Coding Katas Vs Real Life

I was watching Live Overflow the other day and he had made a pair of videos about how CTFs are awesome and, conversely, how CTFs are terrible.

And this got me thinking about how CTFs are the hackers' equivalent of coding katas and how I don't particularly "get" the point of coding katas.

The Point of Coding Katas

Well, that's not strictly true.

I see coding katas as something akin to unit tests but for your personal development.

You take a small, easily defined problem and attempt to implement it using a technique or language you want to master and it's small and concise enough to get it done in a reasonable amount of time.

But, then, when you've done it what do you have. Not a lot. A solution to a trivial problem that nobody really needs a solution to. Chuck it in the bin now I s'pose

An alternative approach

So if this is all "so terrible", what's the alternative?

Find yourself a project that at least you will find more or less useful but that's also going to offer a challenge or two, that's going to throw you into "uncharted territory" or "stormy waters".

Making Things Hard For Fun & Education.

In many of my spare-time projects, I like to muck around with microcontrollers and, I've been working on a device to adapt an obsolete GPO-746 and bring it back to life.

I've always though that it's a good idea for personal development to go down one stage in abstraction.

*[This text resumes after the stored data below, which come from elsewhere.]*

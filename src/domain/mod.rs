// Copyright 2026 Google LLC
//
// Licensed under the Apache License, Version 2.0 (the "License");
// you may not use this file except in compliance with the License.
// You may obtain a copy of the License at
//
//      http://www.apache.org/licenses/LICENSE-2.0
//
// Unless required by applicable law or agreed to in writing, software
// distributed under the License is distributed on an "AS IS" BASIS,
// WITHOUT WARRANTIES OR CONDITIONS OF ANY KIND, either express or implied.
// See the License for the specific language governing permissions and
// limitations under the License.

//! # Domain Layer
//!
//! Pure business rules: entities, type mapping, value conversion and the hook
//! script language. Nothing in here talks to a database or the network.

pub mod aggregate;
pub mod entities;
pub mod errors;
pub mod hook_script;
pub mod identifiers;
pub mod query_columns;
pub mod sql_builder;
pub mod type_mapper;
pub mod values;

If, at work, you'd use a library or framework to achieve something - instead try to implement that functionality yourself. If Python would be a sensible language to use for some project, have a go at doing it in Rust instead.

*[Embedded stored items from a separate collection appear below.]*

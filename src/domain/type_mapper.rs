// Copyright 2026 Google LLC
//
// Licensed under the Apache License, Version 2.0 (the "License");
// you may not use this file except in compliance with the License.
// You may obtain a copy of the License at
//
//      http://www.apache.org/licenses/LICENSE-2.0
//
// Unless required by applicable law or agreed to in writing, software
// distributed under the License is distributed on an "AS IS" BASIS,
// WITHOUT WARRANTIES OR CONDITIONS OF ANY KIND, either express or implied.
// See the License for the specific language governing permissions and
// limitations under the License.

//! # Type Mapper
//!
//! Each warehouse speaks its own type dialect. Operators declare columns with a
//! small set of canonical types and this module translates them into the
//! native column type of the destination.
//!
//! The mapping is an exhaustive `match`: adding a canonical type or a new
//! destination without filling in its row fails to compile.

use crate::domain::entities::{CanonicalType, DestinationKind, SchemaField};

/// Native column type for the given destination dialect.
pub fn native_type(kind: DestinationKind, ty: CanonicalType) -> &'static str {
    match kind {
        DestinationKind::BigQuery => bigquery_type(ty),
        DestinationKind::MySql => mysql_type(ty),
        DestinationKind::MsSql => mssql_type(ty),
    }
}

fn bigquery_type(ty: CanonicalType) -> &'static str {
    match ty {
        CanonicalType::Int => "INT64",
        CanonicalType::Float => "FLOAT",
        CanonicalType::Numeric => "NUMERIC",
        CanonicalType::Bool => "BOOL",
        CanonicalType::String => "STRING",
        CanonicalType::Date => "DATE",
        CanonicalType::Time => "TIME",
        CanonicalType::Datetime => "DATETIME",
    }
}

fn mysql_type(ty: CanonicalType) -> &'static str {
    match ty {
        CanonicalType::Int => "INT",
        CanonicalType::Float => "FLOAT",
        CanonicalType::Numeric => "DECIMAL(38, 9)",
        CanonicalType::Bool => "TINYINT",
        CanonicalType::String => "TEXT",
        CanonicalType::Date => "DATE",
        CanonicalType::Time => "TIME",
        CanonicalType::Datetime => "DATETIME",
    }
}

fn mssql_type(ty: CanonicalType) -> &'static str {
    match ty {
        CanonicalType::Int => "INT",
        CanonicalType::Float => "FLOAT",
        CanonicalType::Numeric => "NUMERIC(38, 9)",
        CanonicalType::Bool => "BIT",
        CanonicalType::String => "NVARCHAR(MAX)",
        CanonicalType::Date => "DATE",
        CanonicalType::Time => "TIME",
        CanonicalType::Datetime => "DATETIME2",
    }
}

/// BigQuery field mode for a schema field.
pub fn bigquery_mode(field: &SchemaField) -> &'static str {
    if field.required {
        "REQUIRED"
    } else {
        "NULLABLE"
    }
}

/// Column definition for relational DDL, e.g. `id INT NOT NULL`.
pub fn relational_column(kind: DestinationKind, field: &SchemaField) -> String {
    let mut def = format!(
        "{} {}",
        field.destination_column,
        native_type(kind, field.canonical_type)
    );
    if field.required {
        def.push_str(" NOT NULL");
    }
    def
}

#[cfg(test)]
mod tests {
    use super::*;

    #[test]
    fn test_mapping_is_total_and_stable() {
        for kind in DestinationKind::all() {
            for ty in CanonicalType::all() {
                let first = native_type(*kind, *ty);
                assert!(!first.is_empty());
                assert_eq!(first, native_type(*kind, *ty));
            }
        }
    }

    #[test]
    fn test_dialect_specific_tokens() {
        assert_eq!(native_type(DestinationKind::BigQuery, CanonicalType::Int), "INT64");
        assert_eq!(native_type(DestinationKind::MySql, CanonicalType::Bool), "TINYINT");
        assert_eq!(native_type(DestinationKind::MsSql, CanonicalType::Bool), "BIT");
        assert_eq!(
            native_type(DestinationKind::MsSql, CanonicalType::String),
            "NVARCHAR(MAX)"
        );
        assert_eq!(
            native_type(DestinationKind::MsSql, CanonicalType::Datetime),
            "DATETIME2"
        );
    }

    #[test]
    fn test_required_columns() {
        let id = SchemaField::new("id", "id", CanonicalType::Int, true);
        let name = SchemaField::new("name", "name", CanonicalType::String, false);
        assert_eq!(bigquery_mode(&id), "REQUIRED");
        assert_eq!(bigquery_mode(&name), "NULLABLE");
        assert_eq!(relational_column(DestinationKind::MySql, &id), "id INT NOT NULL");
        assert_eq!(relational_column(DestinationKind::MySql, &name), "name TEXT");
    }
}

With my microcontroller projects, I've taken this to the extreme of working in assembly language.

But I'm in danger of getting off topic. Keep your eyes peeled for my upcoming "Applying Software Engineering Practices to Assembly Language Programming" (Catchy title????)

Go Looking For The Unfamiliar

... or better still "disdained"

After a while of working on my telephone project, it seemed the best way to go about things was to adapt it into an Android handset and to create a "simple" Android app to control it. If you want to have a look you can find it in on GitHub at andy-preston/gpo-746-android.

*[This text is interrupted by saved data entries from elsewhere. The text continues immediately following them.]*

// Copyright 2026 Google LLC
//
// Licensed under the Apache License, Version 2.0 (the "License");
// you may not use this file except in compliance with the License.
// You may obtain a copy of the License at
//
//      http://www.apache.org/licenses/LICENSE-2.0
//
// Unless required by applicable law or agreed to in writing, software
// distributed under the License is distributed on an "AS IS" BASIS,
// WITHOUT WARRANTIES OR CONDITIONS OF ANY KIND, either express or implied.
// See the License for the specific language governing permissions and
// limitations under the License.

//! Infrastructure adapter that runs extract queries on Oracle.

use crate::domain::errors::{ExtractorError, Result};
use crate::domain::values::SourceValue;
use crate::infrastructure::oracle::connection_manager::OracleConnectionManager;
use crate::ports::source_port::{ColumnDescriptor, ResultSet, SourcePort};
use chrono::{NaiveDate, NaiveDateTime};
use log::debug;
use oracle::sql_type::{OracleType, Timestamp};
use r2d2::{Pool, PooledConnection};
use std::sync::Arc;

/// Concrete implementation of `SourcePort` for Oracle databases.
///
/// Values are converted by their Oracle column type: integral NUMBERs become
/// integers, other NUMBERs keep their exact decimal text, DATE and TIMESTAMP
/// columns become date-times and RAW/BLOB columns stay binary.
pub struct OracleSourceAdapter {
    pool: Arc<Pool<OracleConnectionManager>>,
    prefetch_rows: u32,
}

impl OracleSourceAdapter {
    pub fn new(pool: Arc<Pool<OracleConnectionManager>>, prefetch_rows: u32) -> Self {
        Self {
            pool,
            prefetch_rows,
        }
    }

    fn get_conn(&self) -> Result<PooledConnection<OracleConnectionManager>> {
        self.pool.get().map_err(|e| {
            ExtractorError::ConnectionError(format!("Oracle pool exhausted or unreachable: {}", e))
        })
    }
}

impl SourcePort for OracleSourceAdapter {
    fn execute(&self, query: &str) -> Result<ResultSet> {
        let conn = self.get_conn()?;
        let mut stmt = conn
            .statement(query)
            .prefetch_rows(self.prefetch_rows)
            .build()?;
        let rows = stmt.query(&[])?;

        let col_types: Vec<OracleType> = rows
            .column_info()
            .iter()
            .map(|c| c.oracle_type().clone())
            .collect();
        let columns = rows.column_info().iter().map(describe_column).collect();

        let mut result = ResultSet {
            columns,
            rows: Vec::new(),
        };
        for row_res in rows {
            let row = row_res?;
            let mut values = Vec::with_capacity(col_types.len());
            for (i, otype) in col_types.iter().enumerate() {
                values.push(read_value(&row, i, otype)?);
            }
            result.rows.push(values);
        }
        debug!("Fetched {} rows from Oracle", result.rows.len());
        Ok(result)
    }

    fn describe(&self, query: &str) -> Result<Vec<ColumnDescriptor>> {
        let conn = self.get_conn()?;
        let mut stmt = conn.statement(query).prefetch_rows(1).build()?;
        let rows = stmt.query(&[])?;
        Ok(rows.column_info().iter().map(describe_column).collect())
    }
}

fn describe_column(info: &oracle::ColumnInfo) -> ColumnDescriptor {
    ColumnDescriptor {
        name: info.name().to_string(),
        type_name: info.oracle_type().to_string(),
    }
}

fn read_value(row: &oracle::Row, i: usize, otype: &OracleType) -> Result<SourceValue> {
    let value = match otype {
        OracleType::Int64 => row.get::<_, Option<i64>>(i)?.map(SourceValue::Int),
        OracleType::Number(precision, 0) if *precision > 0 && *precision <= 18 => {
            row.get::<_, Option<i64>>(i)?.map(SourceValue::Int)
        }
        OracleType::Number(_, _) => row.get::<_, Option<String>>(i)?.map(SourceValue::Numeric),
        OracleType::Float(_) | OracleType::BinaryFloat | OracleType::BinaryDouble => {
            row.get::<_, Option<f64>>(i)?.map(SourceValue::Float)
        }
        OracleType::Boolean => row.get::<_, Option<bool>>(i)?.map(SourceValue::Bool),
        OracleType::Date
        | OracleType::Timestamp(_)
        | OracleType::TimestampTZ(_)
        | OracleType::TimestampLTZ(_) => row
            .get::<_, Option<Timestamp>>(i)?
            .map(|ts| timestamp_to_value(&ts)),
        OracleType::Raw(_) | OracleType::BLOB | OracleType::LongRaw => {
            row.get::<_, Option<Vec<u8>>>(i)?.map(SourceValue::Bytes)
        }
        _ => row.get::<_, Option<String>>(i)?.map(SourceValue::Text),
    };
    Ok(value.unwrap_or(SourceValue::Null))
}

/// Out-of-range timestamps (which chrono cannot hold) fall back to text.
fn timestamp_to_value(ts: &Timestamp) -> SourceValue {
    match to_naive(ts) {
        Some(dt) => SourceValue::DateTime(dt),
        None => SourceValue::Text(format_timestamp(ts)),
    }
}

fn to_naive(ts: &Timestamp) -> Option<NaiveDateTime> {
    NaiveDate::from_ymd_opt(ts.year(), ts.month(), ts.day())?.and_hms_nano_opt(
        ts.hour(),
        ts.minute(),
        ts.second(),
        ts.nanosecond(),
    )
}

fn format_timestamp(ts: &Timestamp) -> String {
    format!(
        "{:04}-{:02}-{:02} {:02}:{:02}:{:02}",
        ts.year(),
        ts.month(),
        ts.day(),
        ts.hour(),
        ts.minute(),
        ts.second()
    )
}

#[cfg(test)]
mod tests {
    use super::*;

    #[test]
    fn test_timestamp_conversion() {
        let ts = Timestamp::new(2023, 10, 27, 10, 30, 0, 123456000).unwrap();
        match timestamp_to_value(&ts) {
            SourceValue::DateTime(dt) => {
                assert_eq!(
                    dt.format("%Y-%m-%d %H:%M:%S").to_string(),
                    "2023-10-27 10:30:00"
                );
            }
            other => panic!("unexpected value {:?}", other),
        }
        assert_eq!(format_timestamp(&ts), "2023-10-27 10:30:00");
    }
}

If I'm thinking of Android apps, I've got to look at using the JVM and Kotlin... I've got a bit of a problem there because, well, I've never really got on at all with the whole Java ecosystem. Is it just some personal foible or is it as bad as I say it is? I don't know. But I do know that it's certainly unexplored territory for me.

And then there's Gradle... Oh Gradle, why are you so over-complex? You're only a build system, do you really need to contain multiple turing-complete programming languages just to run a few build tasks?

So here I am in both "uncharted territory", and "stormy waters"... Purely by wanting to get something done, I've accidentally found that "perfect" substitute for coding katas that I was going on about in the first place.

And Let's Make it Even More Difficult on Myself.

I'm also using the CH340G serial USB chip to handle the communication between my microcontroller in the old telephone and the Android device. On Linux or BSD, this is just a matter of opening a serial connection to /dev/ttyUSB0. But on Android you actually need your own drivers for "strange" USB devices in your app.

I could use one of the available Java libraries for driving serial USB chips on Android and, if this was a commercial project, I'd probably be stupid not to. But, for an exercise like this, that's just way too easy. I'm sure all the people at the real-life, non-metaphorical dojo would agree "no pain, no gain!". And, for this chip, "pain" is certainly the word for it. The CH340 family of chips are probably THE worst documented series of ICs in the entire history of electronics.

The only documentation I've got is the actual source-code for the Linux driver, the NetBSD driver, the FreeBSD driver and those 2 libraries I mentioned earlier. But the people who wrote this code also had no real documentation and reading their code, it comes over as leaning a little towards "cargo culting".

Walking Out Of The Dojo

Now, if you're trying to "Do your 10,000 hours", you need Deliberate Practice. And you can spend that time taking exercises with no goal beyond development itself or you can find a useful (or, at least, useful to you) project to complete. But make sure that project has some challenges that will make your skillset grow.

Be obsessed with software quality and refine your project again and again until the code isn't just "not bad" but as close to perfect that you can get without quasi-divine superpowers... this is a spare time project - there's no manager here, fretting over deadlines.

And now you are free to walk out of the dojo!